N. 4 - Anno IX - Luglio - Agosto 2004 Indice giornale

Cultura

CARRI MERCI A TRAZIONE ANIMALE DEL 1800

  Mirko Sita

Ormai sono pochi i Pianoresi che, per età anagrafica, hanno avuto modo di vedere all'opera i carri per trasporto merci a trazione animale, oggi ovviamente sostituiti da altri sistemi di trasporto ben più moderni.

Lenti nell'incedere, soggetti alle bizzarrie degli animali che li trainavano, limitati nei carichi, scomodi per chi li conduceva ma assolutamente ecologici, hanno solcato numerosi le nostre campagne (ed anche le strade cittadine) fin circa alla metà del secolo scorso.

Molti di questi mezzi, costruiti secondo vari metodi a seconda della tipologia di impiego, sono andati perduti per sempre, spazzati via dalla diffusione del trasporto a motore. Si potrebbe dire che una parte della nostra storia, della cultura contadina, sia stata cancellata per sempre.

Invece, proprio a Pianoro, c'è chi si è preoccupato di recuperare ciò che stava scomparendo. L'Associazione Territorio e Civiltà dei Mestieri è riuscita a salvare dall'oblio del tempo uno di questi carri!
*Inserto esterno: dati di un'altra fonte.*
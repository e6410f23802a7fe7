//! Extraction of linear coefficient rows from log-linear equations.
//!
//! A `LinearForm` is what a perturbation solver actually consumes: one
//! coefficient per (variable, timing) plus a constant. Steady-state weights and
//! parameters are folded to numeric literals during extraction.

use super::eval::Bindings;
use super::node::{Expr, VarRef};
use smallvec::SmallVec;

#[derive(Debug, Clone, Default, PartialEq)]
pub struct LinearForm {
    terms: SmallVec<[(VarRef, f64); 8]>,
    pub constant: f64,
}

impl LinearForm {
    fn constant(c: f64) -> Self {
        Self { terms: SmallVec::new(), constant: c }
    }

    fn term(var: VarRef) -> Self {
        let mut terms = SmallVec::new();
        terms.push((var, 1.0));
        Self { terms, constant: 0.0 }
    }

    fn is_constant(&self) -> bool {
        self.terms.is_empty()
    }

    fn scale(mut self, k: f64) -> Self {
        for (_, c) in self.terms.iter_mut() {
            *c *= k;
        }
        self.constant *= k;
        self
    }

    fn combine(mut self, other: Self, sign: f64) -> Self {
        for (var, c) in other.terms {
            match self.terms.iter_mut().find(|(v, _)| *v == var) {
                Some((_, existing)) => *existing += sign * c,
                None => self.terms.push((var, sign * c)),
            }
        }
        self.constant += sign * other.constant;
        self
    }

    /// Coefficient on `var`, zero if it does not appear.
    pub fn coefficient(&self, var: &VarRef) -> f64 {
        self.terms.iter().find(|(v, _)| v == var).map_or(0.0, |(_, c)| *c)
    }

    pub fn terms(&self) -> &[(VarRef, f64)] {
        &self.terms
    }
}

/// Why an expression could not be reduced to a linear form.
#[derive(Debug, Clone, PartialEq)]
pub enum LinearizeError {
    NonLinear(String),
    Eval(super::EvalError),
}

impl Expr {
    /// Reduces the expression to `sum(coef * var) + constant`.
    pub fn linear_form(&self, bindings: &impl Bindings) -> Result<LinearForm, LinearizeError> {
        match self {
            Expr::Var(v) => Ok(LinearForm::term(v.clone())),
            Expr::Const(_) | Expr::Param(_) | Expr::SteadyState(_) => {
                self.evaluate(bindings).map(LinearForm::constant).map_err(LinearizeError::Eval)
            }
            Expr::Neg(a) => Ok(a.linear_form(bindings)?.scale(-1.0)),
            Expr::Add(l, r) => Ok(l.linear_form(bindings)?.combine(r.linear_form(bindings)?, 1.0)),
            Expr::Sub(l, r) => Ok(l.linear_form(bindings)?.combine(r.linear_form(bindings)?, -1.0)),
            Expr::Mul(l, r) => {
                let (l, r) = (l.linear_form(bindings)?, r.linear_form(bindings)?);
                if l.is_constant() {
                    Ok(r.scale(l.constant))
                } else if r.is_constant() {
                    Ok(l.scale(r.constant))
                } else {
                    Err(LinearizeError::NonLinear(format!("product of variables in '{}'", self)))
                }
            }
            Expr::Div(l, r) => {
                let r_form = r.linear_form(bindings)?;
                if !r_form.is_constant() {
                    return Err(LinearizeError::NonLinear(format!("division by a variable in '{}'", self)));
                }
                if r_form.constant == 0.0 {
                    return Err(LinearizeError::Eval(super::EvalError::DivisionByZero));
                }
                Ok(l.linear_form(bindings)?.scale(1.0 / r_form.constant))
            }
            Expr::Pow(..) | Expr::Log(_) | Expr::Exp(_) => {
                // Allowed only when the whole subtree is free of variables.
                if self.variables().is_empty() {
                    self.evaluate(bindings).map(LinearForm::constant).map_err(LinearizeError::Eval)
                } else {
                    Err(LinearizeError::NonLinear(format!("nonlinear operator applied to a variable in '{}'", self)))
                }
            }
        }
    }
}
//! Consistency checking between the nonlinear and log-linear representations.
//!
//! The builder only produces specifications; deciding whether two of them
//! describe the same model to first order is the job of an injected
//! `EquivalenceOracle`. `FirstOrderOracle` is the in-crate implementation.

mod first_order;

pub use first_order::FirstOrderOracle;

use crate::specification::ModelSpecification;
use std::fmt;
use thiserror::Error;

/// One equation pair that failed the comparison.
#[derive(Debug, Clone, PartialEq)]
pub struct EquationMismatch {
    /// Position in both equation lists.
    pub index: usize,
    pub label: &'static str,
    pub reason: String,
}

impl fmt::Display for EquationMismatch {
    fn fmt(&self, f: &mut fmt::Formatter<'_>) -> fmt::Result {
        write!(f, "equation {} ({}): {}", self.index, self.label, self.reason)
    }
}

#[derive(Error, Debug, Clone, Default, PartialEq)]
#[error("representations are not equivalent: {} structural and {} equation mismatches", .structural.len(), .equations.len())]
pub struct MismatchReport {
    /// Mismatches that make a per-equation comparison meaningless.
    pub structural: Vec<String>,
    pub equations: Vec<EquationMismatch>,
}

impl MismatchReport {
    pub fn is_empty(&self) -> bool {
        self.structural.is_empty() && self.equations.is_empty()
    }
}

pub trait EquivalenceOracle {
    /// Succeeds when `a` and `b` agree to first order around the steady state.
    fn check_equivalent(&self, a: &ModelSpecification, b: &ModelSpecification) -> Result<(), MismatchReport>;
}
E' completo di ogni sua parte e di pregevolissima fattura e tutto ciò grazie ad una donazione effettuata dalla Sig.ra Sara Trebbi e dal Sig. Oscar Sarti di San Lazzaro di Savena al Comune di Pianoro, con il vincolo di esporlo presso il futuro museo della civiltà contadina da realizzarsi, quanto prima, presso il Gualando.
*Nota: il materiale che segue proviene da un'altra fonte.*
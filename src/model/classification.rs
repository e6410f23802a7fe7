//! The partition of model variables into states, controls and shocks.

use crate::error::ModelError;
use serde::Serialize;
use std::collections::HashSet;

#[derive(Debug, Clone, Copy, PartialEq, Eq, Serialize)]
pub enum Role {
    /// Predetermined, carried over from the previous period.
    State,
    /// Determined within the period.
    Control,
    /// Exogenous disturbance.
    Shock,
}

/// Three disjoint, ordered name sequences. Order is significant: the solver
/// lays out its state vectors in this order.
#[derive(Debug, Clone, PartialEq, Eq, Serialize)]
pub struct VariableClassification {
    states: Vec<String>,
    controls: Vec<String>,
    shocks: Vec<String>,
}

fn owned(names: &[&str]) -> Vec<String> {
    names.iter().map(|s| s.to_string()).collect()
}

impl VariableClassification {
    pub fn new(states: Vec<String>, controls: Vec<String>, shocks: Vec<String>) -> Result<Self, ModelError> {
        let mut seen = HashSet::new();
        for name in states.iter().chain(&controls).chain(&shocks) {
            if !seen.insert(name.as_str()) {
                return Err(ModelError::DuplicateClassification { name: name.clone() });
            }
        }
        Ok(Self { states, controls, shocks })
    }

    /// Productivity and capital are predetermined; the monetary-policy
    /// innovation is the only exogenous disturbance.
    pub fn baseline() -> Self {
        Self {
            states: owned(&["A", "K"]),
            controls: owned(&["C", "R", "W", "L", "Y", "MC", "Omega", "I", "Pi"]),
            shocks: owned(&["epsilon_I"]),
        }
    }

    pub fn states(&self) -> &[String] {
        &self.states
    }

    pub fn controls(&self) -> &[String] {
        &self.controls
    }

    pub fn shocks(&self) -> &[String] {
        &self.shocks
    }

    /// States then controls.
    pub fn endogenous(&self) -> impl Iterator<Item = &String> {
        self.states.iter().chain(&self.controls)
    }

    pub fn all(&self) -> impl Iterator<Item = &String> {
        self.endogenous().chain(&self.shocks)
    }

    pub fn endogenous_count(&self) -> usize {
        self.states.len() + self.controls.len()
    }

    pub fn role(&self, name: &str) -> Option<Role> {
        if self.states.iter().any(|s| s == name) {
            Some(Role::State)
        } else if self.controls.iter().any(|s| s == name) {
            Some(Role::Control)
        } else if self.shocks.iter().any(|s| s == name) {
            Some(Role::Shock)
        } else {
            None
        }
    }

    pub fn contains(&self, name: &str) -> bool {
        self.role(name).is_some()
    }
}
Lo stato di conservazione è molto buono, anche se necessiterà di alcune cure, e la sua realizzazione è stata fatta risalire alla seconda metà del 1800.

Il carro è del tipo "senza freno". Ciò significa che il suo ambiente di utilizzo era la pianura. La trazione, affidata a bovini, era supportata da quattro grosse ruote in ferro  con il cerchio in legno. Sul suo pianale di carico modificabile potevano prendere posto sia derrate agricole che particolari botti, chiamate "castellate", contenenti uva pigiata da trattare successivamente.

Oltre a questo ritrovamento, sono state recuperate parti probabilmente di almeno altri tre carri agricoli.

La catalogazione dei pezzi è ancora in corso, poiché non è facile far coincidere tutte le tessere del "puzzle", essendo necessario conoscere la struttura di questi mezzi per capire cosa si ha esattamente davanti e poterlo, eventualmente, restaurare nel migliore dei modi.

Tale programma di recupero e conservazione si avvale del lavoro volontario delle persone che vi si stanno già applicando, ma la porta dell'associazione rimane aperta a chiunque voglia contribuire con la propria esperienza ed entusiasmo al progetto!